If true, previous certificates will be revoked when replaced. The default value is true.

sectigo_generate_key_if_missing

Mandatory (with default)

If true, generates the private key if it is missing. The default value is true.

In addition to the parameters listed in the preceding table, you are required to pass CSR parameters, as per your replacement requirement. For more information, see Replacing certificates.

Certificate revocation parameters

The following table lists parameters that are used for manually revoking a certificate.

Parameter Type Description

SSL certificates

sectigo_revoke_reason

Mandatory

The reason why a certificate is to be revoked

sectigo_ssl_cert_file_name

Mandatory

The name of the certificate file. The same name is used for the CSR, private key, and enrollment IDs.

sectigo_ssl_cert_file_path

Mandatory

The location where the certificate is to be stored. The same location is used to store CSR, private key, and enrollment IDs.

Client certificates

sectigo_revoke_reason

Mandatory

The reason why a certificate is to be revoked

sectigo_client_cert_file_name

Mandatory

The name of the certificate file. The same name is used for the CSR, private key, and enrollment IDs.

sectigo_client_cert_file_path

Mandatory

The location where the certificate is to be stored. The same location is used to store CSR, private key, and enrollment IDs.

Miscellaneous parameters

The following table lists parameters that are used for renewing a certificate.

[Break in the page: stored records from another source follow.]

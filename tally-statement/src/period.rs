//! Statement period from the closing-date anchor.
//!
//! Expected anchor in the extracted text:
//!   Closing Date 03/15/24

use anyhow::Result;
use chrono::NaiveDate;
use regex::Regex;

use tally_core::{ReconcileError, StatementPeriod};

/// Find the closing-date anchor and derive the 30-day billing window from it.
pub fn statement_period(text: &str) -> Result<StatementPeriod> {
    let re = Regex::new(r"Closing Date\s*(\d{2}/\d{2}/\d{2})")?;
    let caps = re.captures(text).ok_or(ReconcileError::PeriodNotFound)?;
    let end = NaiveDate::parse_from_str(&caps[1], "%m/%d/%y")
        .map_err(|_| ReconcileError::PeriodNotFound)?;
    Ok(StatementPeriod::ending_on(end))
}
//! Revocation store and session cache
//!
//! Both are shared key/value stores with per-key expiry, assumed safe for
//! concurrent per-key access; no cross-key transactions are needed. The
//! auth service is the only writer. The in-memory implementations here back
//! single-process deployments and tests; a networked store implements the
//! same traits.

use async_trait::async_trait;
use moka::future::Cache;
use moka::Expiry;
use std::time::{Duration, Instant};

use sentra_types::IdentityId;

/// Store transport failure.
///
/// Surfaced to callers as `RevocationStoreUnavailable`; never collapsed
/// into "not revoked".
#[derive(Debug, Clone, thiserror::Error)]
pub enum StoreError {
    #[error("store unavailable: {0}")]
    Unavailable(String),
}

/// Marks access credentials as revoked until their natural expiry.
///
/// Keys are credential hashes (see [`crate::hash_token`]); the store's own
/// TTL mechanism owns deletion, so an entry vanishes exactly when the
/// credential it blocks would have expired anyway.
#[async_trait]
pub trait RevocationStore: Send + Sync {
    /// Create a revocation entry that expires after `ttl`
    async fn put(&self, key: &str, ttl: Duration) -> Result<(), StoreError>;

    /// Existence probe
    async fn contains(&self, key: &str) -> Result<bool, StoreError>;
}

/// Remembers the most-recently-issued access credential per identity.
///
/// Bookkeeping only, never the revocation authority: a login racing a
/// refresh may leave either credential here and both remain valid.
#[async_trait]
pub trait SessionCache: Send + Sync {
    /// Overwrite the cached credential for an identity
    async fn put(&self, identity_id: IdentityId, token: &str, ttl: Duration)
        -> Result<(), StoreError>;

    /// Latest cached credential, if any
    async fn get(&self, identity_id: IdentityId) -> Result<Option<String>, StoreError>;

    /// Drop the entry for an identity
    async fn remove(&self, identity_id: IdentityId) -> Result<(), StoreError>;
}

/// Per-entry TTL policy: each value carries its own lifetime.
struct EntryTtl;

impl<K> Expiry<K, RevocationEntry> for EntryTtl {
    fn expire_after_create(
        &self,
        _key: &K,
        value: &RevocationEntry,
        _created_at: Instant,
    ) -> Option<Duration> {
        Some(value.ttl)
    }
}

impl<K> Expiry<K, SessionEntry> for EntryTtl {
    fn expire_after_create(
        &self,
        _key: &K,
        value: &SessionEntry,
        _created_at: Instant,
    ) -> Option<Duration> {
        Some(value.ttl)
    }
}

#[derive(Debug, Clone)]
struct RevocationEntry {
    ttl: Duration,
}

#[derive(Debug, Clone)]
struct SessionEntry {
    token: String,
    ttl: Duration,
}

/// In-memory revocation store with TTL-driven auto-cleanup.
#[derive(Clone)]
pub struct MemoryRevocationStore {
    entries: Cache<String, RevocationEntry>,
}

impl MemoryRevocationStore {
    pub fn new() -> Self {
        Self {
            entries: Cache::builder().expire_after(EntryTtl).build(),
        }
    }
}

impl Default for MemoryRevocationStore {
    fn default() -> Self {
        Self::new()
    }
}

#[async_trait]
impl RevocationStore for MemoryRevocationStore {
    async fn put(&self, key: &str, ttl: Duration) -> Result<(), StoreError> {
        self.entries
            .insert(key.to_string(), RevocationEntry { ttl })
            .await;
        Ok(())
    }

    async fn contains(&self, key: &str) -> Result<bool, StoreError> {
        Ok(self.entries.get(key).await.is_some())
    }
}

/// In-memory session cache with TTL-driven auto-cleanup.
#[derive(Clone)]
pub struct MemorySessionCache {
    entries: Cache<IdentityId, SessionEntry>,
}

impl MemorySessionCache {
    pub fn new() -> Self {
        Self {
            entries: Cache::builder().expire_after(EntryTtl).build(),
        }
    }
}

impl Default for MemorySessionCache {
    fn default() -> Self {
        Self::new()
    }
}

#[async_trait]
impl SessionCache for MemorySessionCache {
    async fn put(
        &self,
        identity_id: IdentityId,
        token: &str,
        ttl: Duration,
    ) -> Result<(), StoreError> {
        self.entries
            .insert(
                identity_id,
                SessionEntry {
                    token: token.to_string(),
                    ttl,
                },
            )
            .await;
        Ok(())
    }

    async fn get(&self, identity_id: IdentityId) -> Result<Option<String>, StoreError> {
        Ok(self.entries.get(&identity_id).await.map(|e| e.token))
    }

    async fn remove(&self, identity_id: IdentityId) -> Result<(), StoreError> {
        self.entries.invalidate(&identity_id).await;
        Ok(())
    }
}

#[cfg(test)]
mod tests {
    use super::*;

    #[tokio::test]
    async fn test_revocation_entry_expires() {
        let store = MemoryRevocationStore::new();
        store.put("k1", Duration::from_millis(50)).await.unwrap();
        assert!(store.contains("k1").await.unwrap());

        tokio::time::sleep(Duration::from_millis(120)).await;
        assert!(!store.contains("k1").await.unwrap());
    }

    #[tokio::test]
    async fn test_revocation_put_idempotent() {
        let store = MemoryRevocationStore::new();
        store.put("k1", Duration::from_secs(60)).await.unwrap();
        store.put("k1", Duration::from_secs(60)).await.unwrap();
        assert!(store.contains("k1").await.unwrap());
        assert!(!store.contains("k2").await.unwrap());
    }

    #[tokio::test]
    async fn test_session_cache_overwrite_and_remove() {
        let cache = MemorySessionCache::new();
        let id = IdentityId(1);

        cache.put(id, "token-a", Duration::from_secs(60)).await.unwrap();
        cache.put(id, "token-b", Duration::from_secs(60)).await.unwrap();
        assert_eq!(cache.get(id).await.unwrap().as_deref(), Some("token-b"));

        cache.remove(id).await.unwrap();
        assert_eq!(cache.get(id).await.unwrap(), None);
    }

    #[tokio::test]
    async fn test_session_entry_expires() {
        let cache = MemorySessionCache::new();
        let id = IdentityId(2);
        cache.put(id, "token", Duration::from_millis(50)).await.unwrap();
        tokio::time::sleep(Duration::from_millis(120)).await;
        assert_eq!(cache.get(id).await.unwrap(), None);
    }

    #[tokio::test]
    async fn test_independent_keys_do_not_contend() {
        let cache = MemorySessionCache::new();
        let store = MemoryRevocationStore::new();

        let mut tasks = Vec::new();
        for i in 0..16i64 {
            let cache = cache.clone();
            let store = store.clone();
            tasks.push(tokio::spawn(async move {
                cache
                    .put(IdentityId(i), &format!("token-{i}"), Duration::from_secs(60))
                    .await
                    .unwrap();
                store
                    .put(&format!("revoked-{i}"), Duration::from_secs(60))
                    .await
                    .unwrap();
            }));
        }
        for task in tasks {
            task.await.unwrap();
        }

        for i in 0..16i64 {
            assert_eq!(
                cache.get(IdentityId(i)).await.unwrap().as_deref(),
                Some(format!("token-{i}").as_str())
            );
            assert!(store.contains(&format!("revoked-{i}")).await.unwrap());
        }
    }
}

Parameter Type Description

sectigo_force

Optional

Issues a new certificate even if there is already a certificate on the target server. The default value is false. If set to true, the existing certificate is backed up and any related information (key, CSR, ID) is deleted. This option is required if the certificate information (such as domain) has changed and a new certificate is required.

sectigo_cert_type

Mandatory

Indicates the type of the certificate. Should be set to ssl for SSL certificates and to client for client certificates.

generate_cert_on

Mandatory

Determines where the certificates are to be generated. Accepts either master or node as a value.

Puppet command-line interface parameters

The following table lists parameters that are used directly in the command-line interface commands.

Parameter Description Case-sensitive

FACTER_task

A task that is to be executed. The value can be one of issue/collect/replace/revoke.

Yes. FACTER in upper case. The rest in lower case.

FACTER_type

The value can be either ssl or client, as in supported certificate types.

Yes. FACTER in upper case. The rest in lower case.

site.pp

Configuration file from the applied manifest folder

Yes. Everything is typically in lower case.